Wednesday, July 09, 2008

MORE CREDIT PROBLEMS...

First, people with home equity lines of credit have been defaulting at a high rate:

Consumer delinquencies up in first quarter: ABA
Housing weakness adds to woes with equity lines of credit
By Ruth Mantell, MarketWatch
Last update: 11:30 a.m. EDT July 2, 2008

WASHINGTON (MarketWatch) -- Delinquency rates for home-equity lines of credit and bank cards rose during the first quarter, the American Bankers Association reported Wednesday, citing ongoing stress in the nation's housing market as well as general economic weakness.

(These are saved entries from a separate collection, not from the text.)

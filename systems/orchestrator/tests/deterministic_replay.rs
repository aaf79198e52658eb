use maze_chase_core::{
    ClydeMode, Command, Direction, Event, GhostSnapshot, PlayerSnapshot, ReflectionAnchor,
    SessionConfig,
};
use maze_chase_system_orchestrator::{Orchestrator, SessionStatus, TickOutcome};
use maze_chase_world::{self as world, query, World};

const TICKS: u64 = 2400;

#[test]
fn deterministic_replay_produces_identical_sessions() {
    for config in configs() {
        let first = replay(config, &scripted_intents());
        let second = replay(config, &scripted_intents());

        assert_eq!(first, second, "replay diverged for {config:?}");
        assert!(
            first.events.iter().any(|event| matches!(event, Event::ActorMoved { .. })),
            "nothing moved for {config:?}"
        );
        assert!(first.ticks > 0);
    }
}

#[test]
fn intents_change_the_outcome() {
    let config = SessionConfig::default();
    let scripted = replay(config, &scripted_intents());
    let idle = replay(config, &[]);

    assert_ne!(scripted.player, idle.player);
}

#[derive(Debug, PartialEq)]
struct ReplayOutcome {
    ticks: u64,
    status: SessionStatus,
    player: PlayerSnapshot,
    ghosts: Vec<GhostSnapshot>,
    visited: usize,
    events: Vec<Event>,
}

fn replay(config: SessionConfig, intents: &[(u64, Direction)]) -> ReplayOutcome {
    let mut world = World::new(config);
    let mut orchestrator = Orchestrator::new(config.timing);
    let mut log = Vec::new();

    while orchestrator.tick() < TICKS {
        for (_, direction) in intents
            .iter()
            .filter(|(tick, _)| *tick == orchestrator.tick())
        {
            world::apply(
                &mut world,
                Command::SetIntent {
                    direction: *direction,
                },
                &mut log,
            );
        }
        if orchestrator.step(&mut world, &mut log) == TickOutcome::Ended {
            break;
        }
    }

    let visited = query::board(&world)
        .iter()
        .filter(|(_, tile)| tile.is_visited())
        .count();

    ReplayOutcome {
        ticks: orchestrator.tick(),
        status: orchestrator.status(),
        player: query::player(&world),
        ghosts: query::ghosts(&world).into_vec(),
        visited,
        events: log,
    }
}

fn configs() -> [SessionConfig; 2] {
    let reference = SessionConfig::default();
    let variant = SessionConfig {
        clyde: ClydeMode::Idle,
        inky_anchor: ReflectionAnchor::Tile,
        ..SessionConfig::default()
    };
    [reference, variant]
}

fn scripted_intents() -> Vec<(u64, Direction)> {
    vec![
        (0, Direction::Down),
        (30, Direction::Right),
        (120, Direction::Down),
        (240, Direction::Left),
        (360, Direction::Up),
        (480, Direction::Right),
        (700, Direction::Down),
        (900, Direction::Left),
    ]
}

On a seasonally adjusted basis, the percentage of HELOC accounts more than 30 days past due rose to 1.1%, up 0.14 of a percentage point, reaching the highest rate since 1997.

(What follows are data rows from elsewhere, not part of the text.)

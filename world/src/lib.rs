#![deny(
    unsafe_code,
    missing_docs,
    dead_code,
    unused_results,
    non_snake_case,
    unreachable_pub
)]

//! Authoritative world state management for Maze Chase.

pub mod layout;

use maze_chase_core::{
    Actor, BoardView, ClydeMode, Command, Direction, Event, GhostKind, Motion, PixelPosition,
    SessionConfig, Tile, TileCoord, BOARD_COLUMNS, BOARD_ROWS, DEATH_SEQUENCE_LENGTH,
};

pub use layout::{Layout, LayoutError};

const PLAYER_SPAWN: PixelPosition = PixelPosition::new(15, 13);
const PLAYER_HEADING: Direction = Direction::Right;
const GHOST_HEADING: Direction = Direction::Up;

const GHOST_SPAWNS: [(GhostKind, PixelPosition); 4] = [
    (GhostKind::Blinky, PixelPosition::new(111, 93)),
    (GhostKind::Pinky, PixelPosition::new(127, 93)),
    (GhostKind::Inky, PixelPosition::new(143, 93)),
    (GhostKind::Clyde, PixelPosition::new(159, 93)),
];

/// The fixed 31x28 tile graph the session is played on.
///
/// Exit permissions never change after construction; only the per-tile
/// `visited` marker is mutated, through [`Board::mark_visited`].
#[derive(Clone, Debug, PartialEq, Eq)]
pub struct Board {
    tiles: Vec<Tile>,
}

impl Board {
    /// Builds the reference maze.
    #[must_use]
    pub fn build() -> Self {
        Self::from_layout(&Layout::classic())
    }

    /// Builds a board from a loaded layout.
    #[must_use]
    pub fn from_layout(layout: &Layout) -> Self {
        let tiles: Vec<Tile> = layout.cells().iter().copied().map(Tile::new).collect();
        log::debug!(
            "built board with {} open tiles",
            tiles.iter().filter(|tile| tile.is_open()).count()
        );
        Self { tiles }
    }

    /// Returns the tile at `(row, column)`, or `None` outside the board.
    #[must_use]
    pub fn tile(&self, row: i32, column: i32) -> Option<&Tile> {
        self.view().tile(TileCoord::new(row, column))
    }

    /// Marks the tile at `(row, column)` as visited.
    ///
    /// Returns `true` only the first time a tile is marked. Out-of-range
    /// indices are ignored.
    pub fn mark_visited(&mut self, row: i32, column: i32) -> bool {
        let Some(index) = index(TileCoord::new(row, column)) else {
            return false;
        };
        self.tiles
            .get_mut(index)
            .map_or(false, |tile| tile.mark_visited())
    }

    /// Number of tiles marked as visited.
    #[must_use]
    pub fn visited_count(&self) -> usize {
        self.tiles.iter().filter(|tile| tile.is_visited()).count()
    }

    /// Read-only view of the tiles for systems and adapters.
    #[must_use]
    pub fn view(&self) -> BoardView<'_> {
        BoardView::new(&self.tiles, BOARD_ROWS, BOARD_COLUMNS)
    }
}

impl Default for Board {
    fn default() -> Self {
        Self::build()
    }
}

/// Represents the authoritative Maze Chase world state.
#[derive(Debug)]
pub struct World {
    board: Board,
    player: Player,
    ghosts: Vec<Ghost>,
    config: SessionConfig,
}

impl World {
    /// Creates a world on the reference maze.
    #[must_use]
    pub fn new(config: SessionConfig) -> Self {
        Self::with_board(Board::build(), config)
    }

    /// Creates a world on a custom board.
    #[must_use]
    pub fn with_board(board: Board, config: SessionConfig) -> Self {
        let ghosts = GHOST_SPAWNS
            .iter()
            .filter(|(kind, _)| *kind != GhostKind::Clyde || config.clyde == ClydeMode::Idle)
            .map(|&(kind, position)| Ghost {
                kind,
                motion: Motion::spawn(position, GHOST_HEADING),
                scatter_mode: false,
                flee_mode: false,
            })
            .collect();

        Self {
            board,
            player: Player {
                motion: Motion::spawn(PLAYER_SPAWN, PLAYER_HEADING),
                death_count: 0,
            },
            ghosts,
            config,
        }
    }

    fn ghost_mut(&mut self, kind: GhostKind) -> Option<&mut Ghost> {
        self.ghosts.iter_mut().find(|ghost| ghost.kind == kind)
    }

    fn motion_mut(&mut self, actor: Actor) -> Option<&mut Motion> {
        match actor {
            Actor::Player => Some(&mut self.player.motion),
            Actor::Ghost(kind) => self.ghost_mut(kind).map(|ghost| &mut ghost.motion),
        }
    }
}

impl Default for World {
    fn default() -> Self {
        Self::new(SessionConfig::default())
    }
}

#[derive(Clone, Copy, Debug)]
struct Player {
    motion: Motion,
    death_count: u8,
}

#[derive(Clone, Copy, Debug)]
struct Ghost {
    kind: GhostKind,
    motion: Motion,
    scatter_mode: bool,
    flee_mode: bool,
}

/// Applies the provided command to the world, mutating state deterministically.
pub fn apply(world: &mut World, command: Command, out_events: &mut Vec<Event>) {
    match command {
        Command::SetIntent { direction } => {
            world.player.motion.next_turn = Some(direction);
            out_events.push(Event::IntentQueued { direction });
        }
        Command::MarkVisited { cell } => {
            if world.board.mark_visited(cell.row(), cell.column()) {
                out_events.push(Event::TileVisited { cell });
            }
        }
        Command::SetScatterMode { active } => {
            let mut changed = false;
            for ghost in &mut world.ghosts {
                changed |= ghost.scatter_mode != active;
                ghost.scatter_mode = active;
            }
            if changed {
                out_events.push(Event::ScatterModeChanged { active });
            }
        }
        Command::SetFleeMode { active } => {
            let mut changed = false;
            for ghost in &mut world.ghosts {
                changed |= ghost.flee_mode != active;
                ghost.flee_mode = active;
            }
            if changed {
                out_events.push(Event::FleeModeChanged { active });
            }
        }
        Command::CatchPlayer => {
            if world.player.death_count < DEATH_SEQUENCE_LENGTH {
                world.player.death_count += 1;
                out_events.push(Event::PlayerCaught {
                    death_count: world.player.death_count,
                });
            }
        }
        Command::SteerActor { actor, next_turn } => {
            if let Some(motion) = world.motion_mut(actor) {
                motion.next_turn = next_turn;
            }
        }
        Command::MoveActor { actor, motion } => {
            let Some(current) = world.motion_mut(actor) else {
                return;
            };
            let before = *current;
            *current = motion;

            if before.orientation != motion.orientation {
                out_events.push(Event::ActorTurned {
                    actor,
                    orientation: motion.orientation,
                });
            }
            if before.position != motion.position {
                out_events.push(Event::ActorMoved {
                    actor,
                    from: before.position,
                    to: motion.position,
                });
            }
        }
    }
}

/// Query functions that provide read-only access to the world state.
pub mod query {
    use super::World;
    use maze_chase_core::{
        BoardView, GhostKind, GhostSnapshot, PlayerSnapshot, SessionConfig, TileCoord,
    };

    /// Exposes a read-only view of the maze tiles.
    #[must_use]
    pub fn board(world: &World) -> BoardView<'_> {
        world.board.view()
    }

    /// Reports whether the player has crossed the tile at `cell`.
    #[must_use]
    pub fn is_visited(world: &World, cell: TileCoord) -> bool {
        world
            .board
            .view()
            .tile(cell)
            .map_or(false, |tile| tile.is_visited())
    }

    /// Captures the player's current state.
    #[must_use]
    pub fn player(world: &World) -> PlayerSnapshot {
        PlayerSnapshot {
            motion: world.player.motion,
            death_count: world.player.death_count,
        }
    }

    /// Captures the state of a single pursuit agent, if it takes part in the session.
    #[must_use]
    pub fn ghost(world: &World, kind: GhostKind) -> Option<GhostSnapshot> {
        world
            .ghosts
            .iter()
            .find(|ghost| ghost.kind == kind)
            .map(|ghost| GhostSnapshot {
                kind: ghost.kind,
                motion: ghost.motion,
                scatter_mode: ghost.scatter_mode,
                flee_mode: ghost.flee_mode,
            })
    }

    /// Captures a read-only view of every pursuit agent in scheduling order.
    #[must_use]
    pub fn ghosts(world: &World) -> GhostView {
        let snapshots = world
            .ghosts
            .iter()
            .map(|ghost| GhostSnapshot {
                kind: ghost.kind,
                motion: ghost.motion,
                scatter_mode: ghost.scatter_mode,
                flee_mode: ghost.flee_mode,
            })
            .collect();
        GhostView { snapshots }
    }

    /// Pursuit agents taking part in the session, in scheduling order.
    #[must_use]
    pub fn roster(world: &World) -> Vec<GhostKind> {
        world.ghosts.iter().map(|ghost| ghost.kind).collect()
    }

    /// Configuration the world was created with.
    #[must_use]
    pub fn config(world: &World) -> &SessionConfig {
        &world.config
    }

    /// Read-only snapshot describing all pursuit agents.
    #[derive(Clone, Debug)]
    pub struct GhostView {
        snapshots: Vec<GhostSnapshot>,
    }

    impl GhostView {
        /// Iterator over the captured snapshots in scheduling order.
        pub fn iter(&self) -> impl Iterator<Item = &GhostSnapshot> {
            self.snapshots.iter()
        }

        /// Consumes the view, yielding the underlying snapshots.
        #[must_use]
        pub fn into_vec(self) -> Vec<GhostSnapshot> {
            self.snapshots
        }
    }
}

fn index(cell: TileCoord) -> Option<usize> {
    let row = u32::try_from(cell.row()).ok()?;
    let column = u32::try_from(cell.column()).ok()?;
    if row >= BOARD_ROWS || column >= BOARD_COLUMNS {
        return None;
    }
    let row = usize::try_from(row).ok()?;
    let column = usize::try_from(column).ok()?;
    let width = usize::try_from(BOARD_COLUMNS).ok()?;
    Some(row * width + column)
}

#[cfg(test)]
mod tests {
    use super::*;
    use maze_chase_core::ExitMask;

    #[test]
    fn mark_visited_reports_first_visit_only() {
        let mut board = Board::build();
        assert!(board.mark_visited(1, 1));
        assert!(!board.mark_visited(1, 1));
        assert_eq!(board.visited_count(), 1);
        assert!(!board.mark_visited(31, 0));
        assert!(!board.mark_visited(0, -1));
    }

    #[test]
    fn default_roster_omits_clyde() {
        let world = World::default();
        assert_eq!(
            query::roster(&world),
            vec![GhostKind::Blinky, GhostKind::Pinky, GhostKind::Inky]
        );
    }

    #[test]
    fn idle_clyde_joins_the_roster() {
        let config = SessionConfig {
            clyde: ClydeMode::Idle,
            ..SessionConfig::default()
        };
        let world = World::new(config);
        let clyde = query::ghost(&world, GhostKind::Clyde).expect("clyde spawned");
        assert_eq!(clyde.motion.position, PixelPosition::new(159, 93));
        assert_eq!(clyde.motion.orientation, Some(Direction::Up));
    }

    #[test]
    fn spawn_state_matches_reference() {
        let world = World::default();
        let player = query::player(&world);
        assert_eq!(player.motion.position, PixelPosition::new(15, 13));
        assert_eq!(player.motion.orientation, Some(Direction::Right));
        assert_eq!(player.motion.next_turn, None);
        assert!(player.motion.mouth_open);
        assert_eq!(player.death_count, 0);

        for ghost in query::ghosts(&world).iter() {
            assert_eq!(ghost.motion.orientation, Some(Direction::Up));
            assert_eq!(ghost.motion.position.y(), 93);
            assert!(!ghost.scatter_mode);
            assert!(!ghost.flee_mode);
        }
    }

    #[test]
    fn catch_player_saturates_at_sequence_end() {
        let mut world = World::default();
        let mut events = Vec::new();
        for _ in 0..20 {
            apply(&mut world, Command::CatchPlayer, &mut events);
        }
        assert_eq!(query::player(&world).death_count, DEATH_SEQUENCE_LENGTH);
        assert_eq!(events.len(), usize::from(DEATH_SEQUENCE_LENGTH));
        assert_eq!(
            events.last(),
            Some(&Event::PlayerCaught {
                death_count: DEATH_SEQUENCE_LENGTH
            })
        );
    }

    #[test]
    fn mode_commands_broadcast_only_on_change() {
        let mut world = World::default();
        let mut events = Vec::new();
        apply(&mut world, Command::SetScatterMode { active: true }, &mut events);
        apply(&mut world, Command::SetScatterMode { active: true }, &mut events);
        apply(&mut world, Command::SetFleeMode { active: true }, &mut events);
        assert_eq!(
            events,
            vec![
                Event::ScatterModeChanged { active: true },
                Event::FleeModeChanged { active: true },
            ]
        );
        assert!(query::ghosts(&world)
            .iter()
            .all(|ghost| ghost.scatter_mode && ghost.flee_mode));
    }

    #[test]
    fn move_actor_reports_turns_and_moves() {
        let mut world = World::default();
        let mut events = Vec::new();
        let mut motion = query::player(&world).motion;
        motion.position = PixelPosition::new(15, 14);
        motion.orientation = Some(Direction::Down);
        apply(
            &mut world,
            Command::MoveActor {
                actor: Actor::Player,
                motion,
            },
            &mut events,
        );
        assert_eq!(
            events,
            vec![
                Event::ActorTurned {
                    actor: Actor::Player,
                    orientation: Some(Direction::Down),
                },
                Event::ActorMoved {
                    actor: Actor::Player,
                    from: PixelPosition::new(15, 13),
                    to: PixelPosition::new(15, 14),
                },
            ]
        );
    }

    #[test]
    fn commands_for_absent_actors_are_ignored() {
        let mut world = World::default();
        let mut events = Vec::new();
        apply(
            &mut world,
            Command::SteerActor {
                actor: Actor::Ghost(GhostKind::Clyde),
                next_turn: Some(Direction::Left),
            },
            &mut events,
        );
        assert!(events.is_empty());
        assert!(query::ghost(&world, GhostKind::Clyde).is_none());
    }

    #[test]
    fn custom_layouts_drive_the_board() {
        let mut text = String::from("maze-chase:v1:28x31\n");
        for _ in 0..31 {
            text.push_str(&"F".repeat(28));
            text.push('\n');
        }
        let layout = Layout::parse(&text).expect("open layout parses");
        let board = Board::from_layout(&layout);
        assert_eq!(
            board.tile(30, 27).map(|tile| tile.exits()),
            Some(ExitMask::OPEN)
        );
    }
}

As a result of this and the decline in house prices, banks have been freezing already established lines of credit, to the dismay of people who had them:
Freeze tag
Five tips for borrowers who find their HELOC has been reduced
By Amy Hoak, MarketWatch
Last update: 5:27 p.m. EDT July 1, 2008

As lenders recoil in an environment of falling home prices and mortgage defaults, many have been reeling in lines of credit or freezing them outright.

Lenders say they're reducing existing HELOCs in markets that have been experiencing significant declines in property values.

This certainly won't help the broader economy.